What is needed:
Whichever lines of the entries hold the word "fern" should be identified and copied.

Collected data:
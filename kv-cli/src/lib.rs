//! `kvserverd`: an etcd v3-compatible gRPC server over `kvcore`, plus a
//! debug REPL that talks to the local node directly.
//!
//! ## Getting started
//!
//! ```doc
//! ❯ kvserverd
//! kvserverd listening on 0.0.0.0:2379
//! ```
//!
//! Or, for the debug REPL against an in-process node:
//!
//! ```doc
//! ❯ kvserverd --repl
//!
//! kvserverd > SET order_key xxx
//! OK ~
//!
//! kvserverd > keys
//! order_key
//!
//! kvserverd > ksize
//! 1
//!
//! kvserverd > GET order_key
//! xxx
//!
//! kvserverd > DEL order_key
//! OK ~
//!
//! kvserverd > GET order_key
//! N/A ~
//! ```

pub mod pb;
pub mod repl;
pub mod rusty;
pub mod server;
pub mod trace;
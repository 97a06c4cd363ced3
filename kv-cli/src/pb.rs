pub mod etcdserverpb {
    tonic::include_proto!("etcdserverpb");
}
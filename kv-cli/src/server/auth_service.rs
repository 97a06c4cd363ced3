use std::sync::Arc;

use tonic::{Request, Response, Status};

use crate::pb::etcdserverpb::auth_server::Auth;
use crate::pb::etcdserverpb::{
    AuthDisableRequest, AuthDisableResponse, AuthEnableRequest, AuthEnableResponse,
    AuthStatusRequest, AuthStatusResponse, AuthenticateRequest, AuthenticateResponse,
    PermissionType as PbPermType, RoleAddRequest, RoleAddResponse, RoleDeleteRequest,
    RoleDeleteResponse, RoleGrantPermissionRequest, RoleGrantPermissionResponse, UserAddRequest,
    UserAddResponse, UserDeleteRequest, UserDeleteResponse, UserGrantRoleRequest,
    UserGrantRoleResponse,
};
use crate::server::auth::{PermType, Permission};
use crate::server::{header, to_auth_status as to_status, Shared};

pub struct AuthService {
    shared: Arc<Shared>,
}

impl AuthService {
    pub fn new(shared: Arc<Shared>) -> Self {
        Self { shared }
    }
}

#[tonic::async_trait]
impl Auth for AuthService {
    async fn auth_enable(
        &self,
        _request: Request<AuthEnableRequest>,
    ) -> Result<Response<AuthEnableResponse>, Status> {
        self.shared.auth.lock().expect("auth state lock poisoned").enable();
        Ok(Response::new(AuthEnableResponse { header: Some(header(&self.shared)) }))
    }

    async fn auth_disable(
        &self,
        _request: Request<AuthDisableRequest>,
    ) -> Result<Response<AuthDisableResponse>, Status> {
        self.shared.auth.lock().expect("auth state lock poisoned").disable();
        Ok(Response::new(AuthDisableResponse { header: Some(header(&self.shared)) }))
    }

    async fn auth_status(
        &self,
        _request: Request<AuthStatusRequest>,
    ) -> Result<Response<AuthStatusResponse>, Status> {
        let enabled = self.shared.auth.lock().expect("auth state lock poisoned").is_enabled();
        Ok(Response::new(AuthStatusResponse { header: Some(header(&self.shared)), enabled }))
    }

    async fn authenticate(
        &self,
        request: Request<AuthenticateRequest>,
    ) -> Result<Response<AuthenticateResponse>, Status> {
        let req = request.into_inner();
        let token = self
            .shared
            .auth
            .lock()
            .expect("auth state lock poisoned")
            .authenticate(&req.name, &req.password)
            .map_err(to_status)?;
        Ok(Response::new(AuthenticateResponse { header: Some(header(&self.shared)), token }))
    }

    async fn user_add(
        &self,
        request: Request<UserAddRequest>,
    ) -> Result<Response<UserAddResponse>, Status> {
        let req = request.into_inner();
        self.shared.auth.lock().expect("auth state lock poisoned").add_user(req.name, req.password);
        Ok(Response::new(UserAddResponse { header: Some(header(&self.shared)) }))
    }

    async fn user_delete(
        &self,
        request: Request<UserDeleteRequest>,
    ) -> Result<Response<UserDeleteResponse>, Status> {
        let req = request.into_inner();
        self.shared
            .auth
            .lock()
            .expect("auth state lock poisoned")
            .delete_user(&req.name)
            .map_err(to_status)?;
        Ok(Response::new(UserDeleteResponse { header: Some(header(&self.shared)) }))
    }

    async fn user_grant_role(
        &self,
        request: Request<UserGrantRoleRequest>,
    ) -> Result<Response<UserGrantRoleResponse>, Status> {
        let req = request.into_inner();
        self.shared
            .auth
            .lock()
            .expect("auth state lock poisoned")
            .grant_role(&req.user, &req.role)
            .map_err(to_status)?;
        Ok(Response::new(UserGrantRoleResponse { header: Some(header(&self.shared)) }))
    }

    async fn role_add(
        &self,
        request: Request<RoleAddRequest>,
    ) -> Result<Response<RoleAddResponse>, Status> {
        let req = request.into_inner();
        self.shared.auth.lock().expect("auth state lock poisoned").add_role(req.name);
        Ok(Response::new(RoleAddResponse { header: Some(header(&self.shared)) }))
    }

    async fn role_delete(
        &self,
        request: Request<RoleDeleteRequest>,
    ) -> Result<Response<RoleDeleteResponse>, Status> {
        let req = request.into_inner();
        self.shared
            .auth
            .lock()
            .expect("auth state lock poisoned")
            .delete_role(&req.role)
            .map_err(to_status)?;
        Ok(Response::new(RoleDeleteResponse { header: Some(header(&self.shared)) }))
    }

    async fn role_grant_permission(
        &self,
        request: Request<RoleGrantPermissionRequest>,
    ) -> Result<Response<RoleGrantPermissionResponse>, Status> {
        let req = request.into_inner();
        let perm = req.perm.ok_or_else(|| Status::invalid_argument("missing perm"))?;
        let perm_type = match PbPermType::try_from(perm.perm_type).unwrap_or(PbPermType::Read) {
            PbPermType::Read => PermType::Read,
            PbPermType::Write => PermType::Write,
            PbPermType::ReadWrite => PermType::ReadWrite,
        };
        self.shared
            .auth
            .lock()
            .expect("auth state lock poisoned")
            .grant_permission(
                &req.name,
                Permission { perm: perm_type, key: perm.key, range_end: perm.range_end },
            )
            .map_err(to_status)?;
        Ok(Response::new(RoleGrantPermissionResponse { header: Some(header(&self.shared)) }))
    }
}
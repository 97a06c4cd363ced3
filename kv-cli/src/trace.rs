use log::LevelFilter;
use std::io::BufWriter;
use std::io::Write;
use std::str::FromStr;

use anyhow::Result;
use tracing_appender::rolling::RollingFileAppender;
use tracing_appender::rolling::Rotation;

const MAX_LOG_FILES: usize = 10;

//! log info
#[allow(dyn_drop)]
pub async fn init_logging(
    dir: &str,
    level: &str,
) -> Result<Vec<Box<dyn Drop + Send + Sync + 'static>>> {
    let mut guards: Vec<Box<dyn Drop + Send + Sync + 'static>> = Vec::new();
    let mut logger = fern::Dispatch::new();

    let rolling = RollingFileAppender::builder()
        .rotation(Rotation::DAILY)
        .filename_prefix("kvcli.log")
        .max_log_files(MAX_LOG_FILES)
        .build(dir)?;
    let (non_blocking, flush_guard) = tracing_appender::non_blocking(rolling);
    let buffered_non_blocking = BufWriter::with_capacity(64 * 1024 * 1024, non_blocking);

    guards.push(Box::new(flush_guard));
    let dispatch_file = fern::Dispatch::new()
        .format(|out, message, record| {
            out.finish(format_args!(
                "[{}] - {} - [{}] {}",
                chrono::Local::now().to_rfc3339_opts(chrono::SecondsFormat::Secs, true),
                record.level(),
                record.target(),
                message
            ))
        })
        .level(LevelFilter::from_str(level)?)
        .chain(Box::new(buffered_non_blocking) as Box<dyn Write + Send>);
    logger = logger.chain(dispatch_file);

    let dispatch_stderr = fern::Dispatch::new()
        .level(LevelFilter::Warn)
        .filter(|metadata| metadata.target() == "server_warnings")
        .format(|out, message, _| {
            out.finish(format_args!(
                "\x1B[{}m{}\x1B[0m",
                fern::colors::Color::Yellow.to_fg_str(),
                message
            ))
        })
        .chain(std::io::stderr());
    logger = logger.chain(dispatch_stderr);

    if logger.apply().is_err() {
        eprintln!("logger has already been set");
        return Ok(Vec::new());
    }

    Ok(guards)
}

Response below:
    let mut logger = fern::Dispatch::new();
    let dispatch_file = fern::Dispatch::new()
    let dispatch_stderr = fern::Dispatch::new()
                fern::colors::Color::Yellow.to_fg_str(),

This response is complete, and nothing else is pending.